In 1931, when Mrs. Lorenzo E. Woodhouse dedicated Guild Hall as a cultural center for the community, The New York Times noted that Howard Russell Butler's portrait of Thomas Moran, on exhibit in the galleries, was not a loan, but an acquisition. "It marks the beginning of a permanent art collection which it proposed to build up in Guild Hall," the newspaper explained. From this beginning over 73 years ago, the holdings have grown significantly in size and scope. In the early 1960's, the collection began to focus on the artists who have lived and worked in the region, including some of the country's most celebrated painters, sculptors, photographers and graphic artists. It was not until 1970 when the Dewey Wing, with climate-controlled art storage and processing facilities, was added, that collecting started in earnest. In 1973 the museum received the distinction of being accredited by the American Association of Museums. Today, the holdings of 19th, 20th and 21st century art number some 1,900 objects which include paintings, sculpture, prints, watercolors, photographs and drawings by internationally renowned artists. The museum continues to acquire works by donation and acquisition.

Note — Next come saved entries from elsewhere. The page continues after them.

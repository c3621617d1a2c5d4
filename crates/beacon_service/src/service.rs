//! The core [`Service`] trait for CRUD-style resources.

use async_trait::async_trait;
use serde_json::Value;

use crate::call::{Id, Params, ServiceCall};
use crate::error::{ServiceError, ServiceResult};
use crate::method::{Method, MethodSet};

/// A resource collection exposing some subset of the six CRUD operations.
///
/// Implementors declare what they support through [`methods`](Service::methods)
/// and override the matching operations. Unsupported operations fall back to
/// [`ServiceError::MethodNotAllowed`].
///
/// # Example
///
/// ```
/// use async_trait::async_trait;
/// use beacon_service::{Method, MethodSet, Params, Service, ServiceResult};
/// use serde_json::Value;
///
/// struct Echo;
///
/// #[async_trait]
/// impl Service for Echo {
///     fn methods(&self) -> MethodSet {
///         MethodSet::from([Method::Create])
///     }
///
///     async fn create(&self, data: Value, _params: Params) -> ServiceResult {
///         Ok(data)
///     }
/// }
/// ```
#[async_trait]
pub trait Service: Send + Sync + 'static {
    /// Returns the operations this service implements.
    fn methods(&self) -> MethodSet;

    /// Fetches a single record.
    async fn get(&self, _id: Id, _params: Params) -> ServiceResult {
        Err(ServiceError::method_not_allowed("", Method::Get))
    }

    /// Queries the collection.
    async fn find(&self, _params: Params) -> ServiceResult {
        Err(ServiceError::method_not_allowed("", Method::Find))
    }

    /// Creates a record.
    async fn create(&self, _data: Value, _params: Params) -> ServiceResult {
        Err(ServiceError::method_not_allowed("", Method::Create))
    }

    /// Replaces a record.
    async fn update(&self, _id: Id, _data: Value, _params: Params) -> ServiceResult {
        Err(ServiceError::method_not_allowed("", Method::Update))
    }

    /// Merges `data` into one record, or into every record matching the query.
    async fn patch(&self, _id: Option<Id>, _data: Value, _params: Params) -> ServiceResult {
        Err(ServiceError::method_not_allowed("", Method::Patch))
    }

    /// Removes one record, or every record matching the query.
    async fn remove(&self, _id: Option<Id>, _params: Params) -> ServiceResult {
        Err(ServiceError::method_not_allowed("", Method::Remove))
    }
}

/// Routes a [`ServiceCall`] to the matching operation on `service`.
///
/// This is the raw call: it runs no hooks.
pub async fn dispatch(service: &dyn Service, call: ServiceCall) -> ServiceResult {
    match call {
        ServiceCall::Get { id, params } => service.get(id, params).await,
        ServiceCall::Find { params } => service.find(params).await,
        ServiceCall::Create { data, params } => service.create(data, params).await,
        ServiceCall::Update { id, data, params } => service.update(id, data, params).await,
        ServiceCall::Patch { id, data, params } => service.patch(id, data, params).await,
        ServiceCall::Remove { id, params } => service.remove(id, params).await,
    }
}
//! Plugin form of the realtime wrapper.

use beacon_service::{App, Plugin, PluginError, normalize_path};

use crate::config::RealtimeConfig;
use crate::install::install;

/// Installs the realtime wrapper on one service when configured.
///
/// # Example
///
/// ```
/// use beacon_realtime::{RealtimeConfig, RealtimePlugin};
/// use beacon_service::{App, MemoryService, MethodSet};
///
/// let mut app = App::new();
/// app.use_service("messages", MemoryService::new()).unwrap();
/// app.configure(RealtimePlugin::new("messages", RealtimeConfig::default()))
///     .unwrap();
///
/// let messages = app.service("messages").unwrap();
/// assert_eq!(messages.realtime_methods(), MethodSet::MUTATING);
/// ```
#[derive(Debug, Clone)]
pub struct RealtimePlugin {
    service: String,
    config: RealtimeConfig,
}

impl RealtimePlugin {
    /// Creates a plugin wrapping the service at `service`.
    #[must_use]
    pub fn new(service: impl Into<String>, config: RealtimeConfig) -> Self {
        Self {
            service: service.into(),
            config,
        }
    }

    /// Returns the target service path.
    #[must_use]
    pub fn service(&self) -> &str {
        normalize_path(&self.service)
    }

    /// Returns the configuration the plugin installs with.
    #[must_use]
    pub fn config(&self) -> &RealtimeConfig {
        &self.config
    }
}

impl Plugin for RealtimePlugin {
    fn name(&self) -> String {
        format!("beacon::realtime@{}", self.service())
    }

    fn build(&self, app: &mut App) -> Result<(), PluginError> {
        install(app, &self.service, self.config.clone())?;
        Ok(())
    }
}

The exhibition space consists of four galleries: Moran, Woodhouse, Spiga and Leidy; as well as the Ruth Dean Garden and the Myrtle Shepherd Sculpture Garden. The year-round schedule of changing exhibitions includes both one-person and group shows, an annual Members Exhibition and the Student Arts Festival.

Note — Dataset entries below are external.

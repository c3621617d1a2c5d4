//! Services, hooks and events for Beacon applications.
//!
//! This crate is the host side of Beacon: the application registry that
//! realtime instrumentation attaches to.
//!
//! - [`Service`] - a resource exposing some of `get`, `find`, `create`,
//!   `update`, `patch`, `remove`
//! - [`hooks`] - named before/after/error hooks run around every call
//! - [`HookedService`] - the pipeline that runs a service through its hooks
//! - [`ServiceHandle`] - the hook-integrated entry point the app hands out
//! - [`EventBus`] / [`Publisher`] - delivery of [`ServiceEvent`]s
//! - [`App`] / [`Plugin`] - the service registry and its setup units
//! - [`MemoryService`] - an in-memory store, handy for tests
//!
//! # Example
//!
//! ```
//! use beacon_service::{App, HookScope, MemoryService, Params};
//! use serde_json::json;
//!
//! # tokio::runtime::Builder::new_current_thread().build().unwrap().block_on(async {
//! let mut app = App::new();
//! app.use_service("tasks", MemoryService::new()).unwrap();
//!
//! let tasks = app.service("tasks").unwrap();
//! tasks
//!     .hooks()
//!     .after(HookScope::All, "flag", |ctx| {
//!         if let Some(result) = ctx.result_object_mut() {
//!             result.insert("seen".into(), json!(true));
//!         }
//!         Ok(())
//!     })
//!     .unwrap();
//!
//! let created = tasks.create(json!({ "text": "ship it" }), Params::default()).await.unwrap();
//! assert_eq!(created["seen"], json!(true));
//! # });
//! ```

pub mod app;
pub mod call;
pub mod error;
pub mod events;
pub mod handle;
pub mod hooked;
pub mod hooks;
pub mod memory;
pub mod method;
pub mod plugin;
pub mod service;

pub use app::{App, normalize_path};
pub use call::{Id, Params, ServiceCall};
pub use error::{AppError, PluginError, PublishError, ServiceError, ServiceResult};
pub use events::{EventBus, Publisher, ServiceEvent};
pub use handle::ServiceHandle;
pub use hooked::HookedService;
pub use hooks::{Hook, HookContext, HookRegistrationError, HookScope, HookStage, ServiceHooks};
pub use memory::MemoryService;
pub use method::{Method, MethodSet, UnknownMethod};
pub use plugin::Plugin;
pub use service::{Service, dispatch};

/// Re-export all common types for easy access.
pub mod prelude {
    pub use crate::{
        App, EventBus, Hook, HookContext, HookScope, HookStage, Id, MemoryService, Method,
        MethodSet, Params, Plugin, Publisher, Service, ServiceCall, ServiceError, ServiceEvent,
        ServiceHandle, ServiceResult,
    };
}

Guild Hall is also home to the historic John Drew Theater, with a gorgeous jewel box proscenium stage that has hosted a veritable who's who of 20th century theatrical luminaries since its inception in 1931. John Drew, a celebrated thespian, bon vivant and reigning lion of the Barrymore clan, chose East Hampton as his summer getaway. John Drew so charmed the citizens of the town that they dedicated the theater posthumously in his honor. The Theater enchants audiences with its octagonal shape and blue and white striped tent-like ceiling that sweeps up to a chandelier of glass balloons. But it's not just the interior that captivates audiences; it is the magic of what happens on the stage. World-class performances by such entertainers as Academy Award winning actress Mercedes Ruehl, comedienne Joy Behar, performance artist Laurie Anderson and Robert Wilson, as well as author and playwright Wendy Wasserstein, cabaret stars Andrea Marcovicci and Michael Feinstein and jazz greats such as Earl Klugh and Regina Carter. Like the Guild Hall Museum, the John Drew Theater will continue to ignite the imagination, curiosity and wonder of our community, moving us forward into a new and exciting chapter of our history.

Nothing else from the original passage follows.